Nous avons examiné non seulement la concentration au niveau des exportations par secteur, mais aussi au niveau des importations. Nous sommes partis du principe que pour les grands importateurs, les coûts devraient diminuer au fur et à mesure du raffermissement du dollar, ce qui devrait les aider. Nous avons ensuite examiné l'effet net des deux. Secteur par secteur, nous avons examiné la position nette.

Nous les avons ensuite classés en ordre à partir des plus sensibles au Canada aux variations du taux de change. Ce sont les secteurs liés aux forêts qui sont les plus vulnérables. Ils ont tendance à exporter presque tout ce qu'ils produisent. Ils ont tendance à très peu importer. Par contre, les secteurs de l'habillement, des boissons et du tabac n'exportent pas autant et importent beaucoup. Fait intéressant, le secteur de l'automobile est habituellement le premier mentionné dans toute étude du taux du change. Ce secteur a un important contenu d'exportation, mais il importe également beaucoup, si bien qu'il n'est pas aussi vulnérable que certains des secteurs comme les forêts.

Nous avons creusé davantage et avons étudié la composition sectorielle par province. D'après l'analyse sectorielle, nous pouvons voir quelles économies provinciales ont été le plus exposées aux fluctuations du taux de change. Ce sont le Québec et l'Ontario qui ont été le plus touchés, suivis de la Colombie-Britannique en raison de son secteur forestier.

En conclusion, je ne pense pas que la fluctuation ou la hausse du dollar soit le principal problème. Le principal problème de l'économie canadienne reste encore sa faible productivité par rapport aux États-Unis. Si nous pouvions le régler, notre dollar continuerait probablement de s'apprécier dans ces circonstances, mais cela ne nous préoccuperait probablement pas autant. Nous serions en position concurrentielle et notre niveau de vie s'élèverait.

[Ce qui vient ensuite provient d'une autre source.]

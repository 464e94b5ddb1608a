use seed_vault::{
    entropy_from_mnemonic, to_numeric_array, validate_mnemonic, Mnemonic, MnemonicStrength,
};

fn main() -> Result<(), Box<dyn std::error::Error>> {
    println!("SeedVault Mnemonic Demo");
    println!("=======================");

    let mnemonic = Mnemonic::generate(MnemonicStrength::Words12)?;
    let phrase = mnemonic.phrase();

    println!("\n⚠️  IMPORTANT: Write down your mnemonic phrase and store it securely!");
    println!("Mnemonic:  {}", phrase);
    println!("Words:     {}", mnemonic.word_count());
    println!("Valid:     {}", validate_mnemonic(&phrase));

    let entropy = entropy_from_mnemonic(&phrase)?;
    println!("Entropy:   {}", hex::encode(&entropy));

    let seed = mnemonic.to_seed("");
    println!("\nDerived 64-byte seed (empty passphrase):");
    println!("{}", hex::encode(seed.as_bytes()));

    let seed_with_passphrase = mnemonic.to_seed("correct horse battery staple");
    println!("\nSame phrase, different passphrase, different seed:");
    println!("{}", hex::encode(seed_with_passphrase.as_bytes()));

    // What a host without native byte buffers receives across the bridge.
    let bridge_form = to_numeric_array(&seed.as_bytes()[..8]);
    println!("\nFirst seed bytes as a host numeric array: {:?}", bridge_form);

    Ok(())
}
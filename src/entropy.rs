use rand::rngs::OsRng;
use rand_core::RngCore;

use crate::mnemonic::MnemonicError;

/// Draws `byte_length` bytes from the operating system RNG.
///
/// A failure means the system randomness facility is unavailable; this is
/// fatal for the current operation and there is no fallback source.
pub fn generate_entropy(byte_length: usize) -> Result<Vec<u8>, MnemonicError> {
    let mut bytes = vec![0u8; byte_length];
    OsRng
        .try_fill_bytes(&mut bytes)
        .map_err(|_| MnemonicError::EntropyUnavailable)?;
    Ok(bytes)
}
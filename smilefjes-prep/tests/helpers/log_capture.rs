//! Log Capture Utilities for Testing
//!
//! Captures tracing events (message plus structured fields) emitted on the
//! current thread while the returned guard is alive.

use std::sync::{Arc, Mutex};
use tracing::Level;
use tracing_subscriber::layer::SubscriberExt;

/// Captured log record
#[derive(Debug, Clone)]
pub struct LogRecord {
    pub level: Level,
    pub message: String,
    /// `name=value` pairs of the event's non-message fields
    pub fields: Vec<String>,
}

impl LogRecord {
    fn text(&self) -> String {
        format!("{} {}", self.message, self.fields.join(" "))
    }
}

/// Log capture layer for testing
#[derive(Clone, Default)]
pub struct LogCapture {
    records: Arc<Mutex<Vec<LogRecord>>>,
}

impl LogCapture {
    /// Install a thread-local subscriber feeding a new capture
    ///
    /// Works with `#[tokio::test]`, whose runtime runs on the test thread.
    pub fn install() -> (Self, tracing::subscriber::DefaultGuard) {
        let capture = Self::default();
        let subscriber = tracing_subscriber::registry().with(capture.clone());
        let guard = tracing::subscriber::set_default(subscriber);
        (capture, guard)
    }

    pub fn records(&self) -> Vec<LogRecord> {
        self.records.lock().unwrap().clone()
    }

    /// Records at `level` whose message or fields contain `pattern`
    pub fn matching(&self, level: Level, pattern: &str) -> Vec<LogRecord> {
        self.records()
            .into_iter()
            .filter(|r| r.level == level && r.text().contains(pattern))
            .collect()
    }

    /// Assert at least one record at `level` contains `pattern`
    pub fn assert_contains(&self, level: Level, pattern: &str) {
        assert!(
            !self.matching(level, pattern).is_empty(),
            "Expected {} log matching '{}', but none found. All logs:\n{}",
            level,
            pattern,
            self.records()
                .iter()
                .map(|r| format!("{} {}", r.level, r.text()))
                .collect::<Vec<_>>()
                .join("\n")
        );
    }
}

impl<S> tracing_subscriber::Layer<S> for LogCapture
where
    S: tracing::Subscriber,
{
    fn on_event(&self, event: &tracing::Event<'_>, _ctx: tracing_subscriber::layer::Context<'_, S>) {
        use tracing::field::Visit;

        #[derive(Default)]
        struct FieldVisitor {
            message: String,
            fields: Vec<String>,
        }

        impl Visit for FieldVisitor {
            fn record_debug(&mut self, field: &tracing::field::Field, value: &dyn std::fmt::Debug) {
                if field.name() == "message" {
                    self.message = format!("{:?}", value);
                } else {
                    self.fields.push(format!("{}={:?}", field.name(), value));
                }
            }

            fn record_str(&mut self, field: &tracing::field::Field, value: &str) {
                if field.name() == "message" {
                    self.message = value.to_string();
                } else {
                    self.fields.push(format!("{}={}", field.name(), value));
                }
            }
        }

        let mut visitor = FieldVisitor::default();
        event.record(&mut visitor);

        self.records.lock().unwrap().push(LogRecord {
            level: *event.metadata().level(),
            message: visitor.message,
            fields: visitor.fields,
        });
    }
}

Comme l'a fait remarquer votre comité en juin, il serait bon que nous puissions diversifier nos échanges au-delà des États-Unis. Je me rends compte qu'il s'agit d'un marché naturel et d'un gros marché. Les frais de transport sont bas; les goûts du consommateur sont sensiblement les mêmes. Diversifier constitue un objectif héroïque. Cependant, comme nous l'avons vu, notre dollar s'est apprécié de 20 p. 100 par rapport au dollar américain, mais n'a pas autant fluctué vis-à-vis du reste des autres devises. Si l'éventail de nos échanges était plus vaste, nous n'aurions pas subi de répercussions aussi grandes.

Je maintiens que bien que le dollar ait fortement contribué à la progression des échanges au cours de la quinzaine d'années qui s'est écoulée depuis la signature de l'Accord de libre-échange, il n'a pas été le facteur dominant. Des gains énormes ont découlé des accords de libre-échange.

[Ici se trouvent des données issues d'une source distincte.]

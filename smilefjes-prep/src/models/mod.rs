//! Data models for the smilefjes pipeline
//!
//! Raw inspection rows, registry entities, coordinates and the emitted
//! GeoJSON features.

pub mod feature;
pub mod geo;
pub mod inspection;
pub mod registry;

pub use feature::{AddressSource, FeatureCollection, OutputFeature};
pub use geo::GeoCoordinate;
pub use inspection::InspectionRecord;
pub use registry::{RegistryAddress, RegistryEntity};
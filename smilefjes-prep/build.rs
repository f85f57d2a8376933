//! Build script for smilefjes-prep
//!
//! Captures build identification logged at startup:
//! - Git commit hash (short form)
//! - Build timestamp
//! - Build profile (debug/release)

use std::process::Command;

fn main() {
    let git_hash = Command::new("git")
        .args(["rev-parse", "--short=8", "HEAD"])
        .output()
        .ok()
        .filter(|output| output.status.success())
        .and_then(|output| String::from_utf8(output.stdout).ok())
        .map(|s| s.trim().to_string())
        .unwrap_or_else(|| "unknown".to_string());

    // ISO 8601 with local offset, e.g. 2025-10-26T14:30:45+02:00
    let build_timestamp = chrono::Local::now().to_rfc3339_opts(chrono::SecondsFormat::Secs, false);

    let profile = std::env::var("PROFILE").unwrap_or_else(|_| "unknown".to_string());

    println!("cargo:rustc-env=GIT_HASH={}", git_hash);
    println!("cargo:rustc-env=BUILD_TIMESTAMP={}", build_timestamp);
    println!("cargo:rustc-env=BUILD_PROFILE={}", profile);
}
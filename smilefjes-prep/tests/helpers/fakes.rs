//! Deterministic stand-ins for the registry and geocoding services

use async_trait::async_trait;
use smilefjes_prep::models::{GeoCoordinate, InspectionRecord, RegistryAddress, RegistryEntity};
use smilefjes_prep::services::{GeocodeLookup, LookupError, RegistryLookup};
use std::collections::HashMap;
use std::sync::Mutex;

/// Scripted service answer
#[derive(Debug, Clone)]
pub enum Reply<T> {
    Found(T),
    NotFound,
    /// Non-2xx, non-404 status
    Fail(u16),
}

impl<T: Clone> Reply<T> {
    fn to_result(&self) -> Result<Option<T>, LookupError> {
        match self {
            Reply::Found(value) => Ok(Some(value.clone())),
            Reply::NotFound => Ok(None),
            Reply::Fail(status) => Err(LookupError::Status(*status, "upstream unavailable".to_string())),
        }
    }
}

/// Registry fake; unknown numbers answer 404 on both endpoints
#[derive(Default)]
pub struct FakeRegistry {
    sub: HashMap<String, Reply<RegistryEntity>>,
    main: HashMap<String, Reply<RegistryEntity>>,
    calls: Mutex<Vec<(&'static str, String)>>,
}

impl FakeRegistry {
    pub fn with_sub(mut self, org_number: &str, reply: Reply<RegistryEntity>) -> Self {
        self.sub.insert(org_number.to_string(), reply);
        self
    }

    pub fn with_main(mut self, org_number: &str, reply: Reply<RegistryEntity>) -> Self {
        self.main.insert(org_number.to_string(), reply);
        self
    }

    /// `(endpoint, org_number)` in call order
    pub fn calls(&self) -> Vec<(&'static str, String)> {
        self.calls.lock().unwrap().clone()
    }

    pub fn call_count(&self) -> usize {
        self.calls.lock().unwrap().len()
    }

    fn answer(
        &self,
        endpoint: &'static str,
        table: &HashMap<String, Reply<RegistryEntity>>,
        org_number: &str,
    ) -> Result<Option<RegistryEntity>, LookupError> {
        self.calls.lock().unwrap().push((endpoint, org_number.to_string()));
        table
            .get(org_number)
            .map(Reply::to_result)
            .unwrap_or(Ok(None))
    }
}

#[async_trait]
impl RegistryLookup for FakeRegistry {
    async fn lookup_sub_entity(&self, org_number: &str) -> Result<Option<RegistryEntity>, LookupError> {
        self.answer("sub", &self.sub, org_number)
    }

    async fn lookup_main_entity(&self, org_number: &str) -> Result<Option<RegistryEntity>, LookupError> {
        self.answer("main", &self.main, org_number)
    }
}

/// Geocoder fake keyed by the normalized query; unknown queries find nothing
#[derive(Default)]
pub struct FakeGeocoder {
    answers: HashMap<String, Reply<GeoCoordinate>>,
    queries: Mutex<Vec<String>>,
}

impl FakeGeocoder {
    pub fn with(mut self, query: &str, reply: Reply<GeoCoordinate>) -> Self {
        self.answers.insert(query.to_string(), reply);
        self
    }

    pub fn queries(&self) -> Vec<String> {
        self.queries.lock().unwrap().clone()
    }

    pub fn call_count(&self) -> usize {
        self.queries.lock().unwrap().len()
    }
}

#[async_trait]
impl GeocodeLookup for FakeGeocoder {
    async fn search(&self, query: &str) -> Result<Option<GeoCoordinate>, LookupError> {
        self.queries.lock().unwrap().push(query.to_string());
        self.answers
            .get(query)
            .map(Reply::to_result)
            .unwrap_or(Ok(None))
    }
}

/// Registry entity with an operating-location address
pub fn entity(org_number: &str, line: &str, postal_code: &str, place: &str) -> RegistryEntity {
    RegistryEntity {
        org_number: org_number.to_string(),
        name: Some(format!("ENTITY {}", org_number)),
        operating_address: Some(RegistryAddress {
            lines: vec![line.to_string()],
            postal_code: Some(postal_code.to_string()),
            place: Some(place.to_string()),
        }),
        office_address: None,
    }
}

/// Inspection record with the fields most tests care about
pub fn record(entity_id: &str, org_number: Option<&str>, date: &str, rating: &str) -> InspectionRecord {
    InspectionRecord {
        entity_id: entity_id.to_string(),
        org_number: org_number.map(str::to_string),
        name: format!("Spisested {}", entity_id),
        date: date.to_string(),
        total_rating: Some(rating.to_string()),
        ..Default::default()
    }
}
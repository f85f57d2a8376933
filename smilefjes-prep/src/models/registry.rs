//! Business registry entity as stored in the registry cache

use serde::{Deserialize, Serialize};

/// A resolved registry record
#[derive(Debug, Clone, PartialEq, Eq, Serialize, Deserialize)]
pub struct RegistryEntity {
    /// 9-digit organisation number
    pub org_number: String,
    #[serde(default)]
    pub name: Option<String>,
    /// Operating-location address (preferred)
    #[serde(default)]
    pub operating_address: Option<RegistryAddress>,
    /// Registered-office address
    #[serde(default)]
    pub office_address: Option<RegistryAddress>,
}

/// One registry address variant
#[derive(Debug, Clone, PartialEq, Eq, Default, Serialize, Deserialize)]
pub struct RegistryAddress {
    /// Street lines in registry order
    #[serde(default)]
    pub lines: Vec<String>,
    #[serde(default)]
    pub postal_code: Option<String>,
    #[serde(default)]
    pub place: Option<String>,
}
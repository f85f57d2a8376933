//! Tracing subscriber setup

use crate::config::LoggingConfig;
use crate::{Error, Result};
use tracing_subscriber::EnvFilter;

/// Install the global fmt subscriber
///
/// `RUST_LOG` takes precedence over the configured level.
pub fn init_tracing(config: &LoggingConfig) -> Result<()> {
    let filter = EnvFilter::try_from_default_env()
        .or_else(|_| EnvFilter::try_new(&config.level))
        .map_err(|e| Error::Config(format!("Invalid log level '{}': {}", config.level, e)))?;

    tracing_subscriber::fmt()
        .with_env_filter(filter)
        .with_target(false)
        .try_init()
        .map_err(|e| Error::Config(format!("Failed to install tracing subscriber: {}", e)))
}
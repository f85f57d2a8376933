//! Latest-inspection-per-establishment reduction

use crate::models::InspectionRecord;
use indexmap::IndexMap;

/// Entity id → latest inspection, in first-appearance order of the id
pub type LatestRecordIndex = IndexMap<String, InspectionRecord>;

/// Result of reducing a batch of rows
#[derive(Debug, Default)]
pub struct Reduction {
    pub latest: LatestRecordIndex,
    /// Rows lacking entity id, date or name
    pub excluded: usize,
}

/// Turn DDMMYYYY into the integer YYYYMMDD
///
/// Anything other than exactly eight ASCII digits yields `0`, which sorts
/// before every real date.
pub fn parse_inspection_date(date: &str) -> u32 {
    if date.len() != 8 || !date.bytes().all(|b| b.is_ascii_digit()) {
        return 0;
    }

    let (day, rest) = date.split_at(2);
    let (month, year) = rest.split_at(2);
    format!("{}{}{}", year, month, day).parse().unwrap_or(0)
}

/// Keep the latest record per entity id
///
/// A later record replaces the stored one only if its parsed date is
/// strictly greater, so equal dates keep the first record seen.
pub fn reduce_latest<I>(records: I) -> Reduction
where
    I: IntoIterator<Item = InspectionRecord>,
{
    let mut reduction = Reduction::default();

    for record in records {
        if !record.is_reducible() {
            reduction.excluded += 1;
            continue;
        }

        let date = parse_inspection_date(&record.date);
        match reduction.latest.get_mut(&record.entity_id) {
            Some(existing) => {
                if date > parse_inspection_date(&existing.date) {
                    *existing = record;
                }
            }
            None => {
                reduction.latest.insert(record.entity_id.clone(), record);
            }
        }
    }

    reduction
}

Je me rends compte, du fait que je parle aux gens d'affaires et que je suis représentant de la Chambre de commerce, qu'on s'inquiète fortement sur le front commercial. On perçoit des sentiments protectionnistes croissants aux États- Unis. Il y a possibilité de problèmes à la frontière. Nous ne devrions pas nous reposer sur nos lauriers, mais les gains sont là. Quel que soit le taux de change, le Canada profitera de l'Accord de libre-échange actuel. Grâce au travail de votre comité et à d'autres, nous espérons accroître ces bénéfices.

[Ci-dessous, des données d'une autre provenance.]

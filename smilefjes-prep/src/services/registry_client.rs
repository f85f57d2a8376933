//! Brønnøysund business registry (Enhetsregisteret) client
//!
//! Two lookups keyed by organisation number: sub-entities
//! (`/underenheter/{orgnr}`, the physical establishments) and main
//! entities (`/enheter/{orgnr}`).

use super::lookup::{body_excerpt, LookupError};
use super::registry_resolver::RegistryLookup;
use crate::models::{RegistryAddress, RegistryEntity};
use async_trait::async_trait;
use reqwest::StatusCode;
use serde::Deserialize;
use std::time::Duration;

pub const DEFAULT_REGISTRY_BASE_URL: &str = "https://data.brreg.no/enhetsregisteret/api";
pub const USER_AGENT: &str = concat!("smilefjes-prep/", env!("CARGO_PKG_VERSION"));

/// Entity as returned by either endpoint
#[derive(Debug, Deserialize)]
struct BrregEntity {
    #[serde(default)]
    organisasjonsnummer: Option<String>,
    #[serde(default)]
    navn: Option<String>,
    /// Operating location (sub-entities)
    #[serde(default)]
    beliggenhetsadresse: Option<BrregAddress>,
    /// Registered office (main entities)
    #[serde(default)]
    forretningsadresse: Option<BrregAddress>,
}

#[derive(Debug, Deserialize)]
struct BrregAddress {
    #[serde(default)]
    adresse: Vec<String>,
    #[serde(default)]
    postnummer: Option<String>,
    #[serde(default)]
    poststed: Option<String>,
}

impl From<BrregAddress> for RegistryAddress {
    fn from(a: BrregAddress) -> Self {
        Self {
            lines: a.adresse,
            postal_code: a.postnummer,
            place: a.poststed,
        }
    }
}

impl From<BrregEntity> for RegistryEntity {
    fn from(e: BrregEntity) -> Self {
        Self {
            org_number: e.organisasjonsnummer.unwrap_or_default(),
            name: e.navn,
            operating_address: e.beliggenhetsadresse.map(Into::into),
            office_address: e.forretningsadresse.map(Into::into),
        }
    }
}

/// HTTP client for the registry API
pub struct BrregClient {
    http_client: reqwest::Client,
    base_url: String,
}

impl BrregClient {
    pub fn new(base_url: impl Into<String>) -> Result<Self, reqwest::Error> {
        let http_client = reqwest::Client::builder()
            .user_agent(USER_AGENT)
            .timeout(Duration::from_secs(30))
            .build()?;

        Ok(Self {
            http_client,
            base_url: base_url.into().trim_end_matches('/').to_string(),
        })
    }

    async fn fetch(&self, kind: &str, org_number: &str) -> Result<Option<RegistryEntity>, LookupError> {
        let url = format!("{}/{}/{}", self.base_url, kind, org_number);
        tracing::debug!(org_number = %org_number, url = %url, "Querying registry");

        let response = self
            .http_client
            .get(&url)
            .header(reqwest::header::ACCEPT, "application/json")
            .send()
            .await?;

        let status = response.status();
        if status == StatusCode::NOT_FOUND {
            return Ok(None);
        }

        if !status.is_success() {
            let body = response.text().await.unwrap_or_default();
            return Err(LookupError::Status(status.as_u16(), body_excerpt(&body)));
        }

        let entity: BrregEntity = response
            .json()
            .await
            .map_err(|e| LookupError::Parse(e.to_string()))?;

        Ok(Some(entity.into()))
    }
}

#[async_trait]
impl RegistryLookup for BrregClient {
    async fn lookup_sub_entity(&self, org_number: &str) -> Result<Option<RegistryEntity>, LookupError> {
        self.fetch("underenheter", org_number).await
    }

    async fn lookup_main_entity(&self, org_number: &str) -> Result<Option<RegistryEntity>, LookupError> {
        self.fetch("enheter", org_number).await
    }
}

M. George Vasic, économiste en chef canadien, UBS Securities Canada Inc.: Honorables sénateurs, je suis ravi d'être ici. J'aimerais signaler que bien que notre société ne soit peut-être pas connue partout, comme l'est la TD, UBS est une institution financière internationale dont le marché est plus grand que celui des trois plus grandes banques canadiennes combinées. Nous sommes également un important gestionnaire de fonds de retraite au Canada et à l'échelle internationale. Nous sommes également le plus important négociant d'actions canadiennes partout dans le monde. Cette comparaison comprend notre position par rapport à nos homologues au pays. Nous avons beaucoup de contacts avec des institutions étrangères, des gestionnaires de fonds étrangers et des investisseurs étrangers. J'espère que vous ne m'en voudrez pas d'avoir apporté cette précision au cas où vous n'auriez pas été familiers avec notre nom au début des remarques.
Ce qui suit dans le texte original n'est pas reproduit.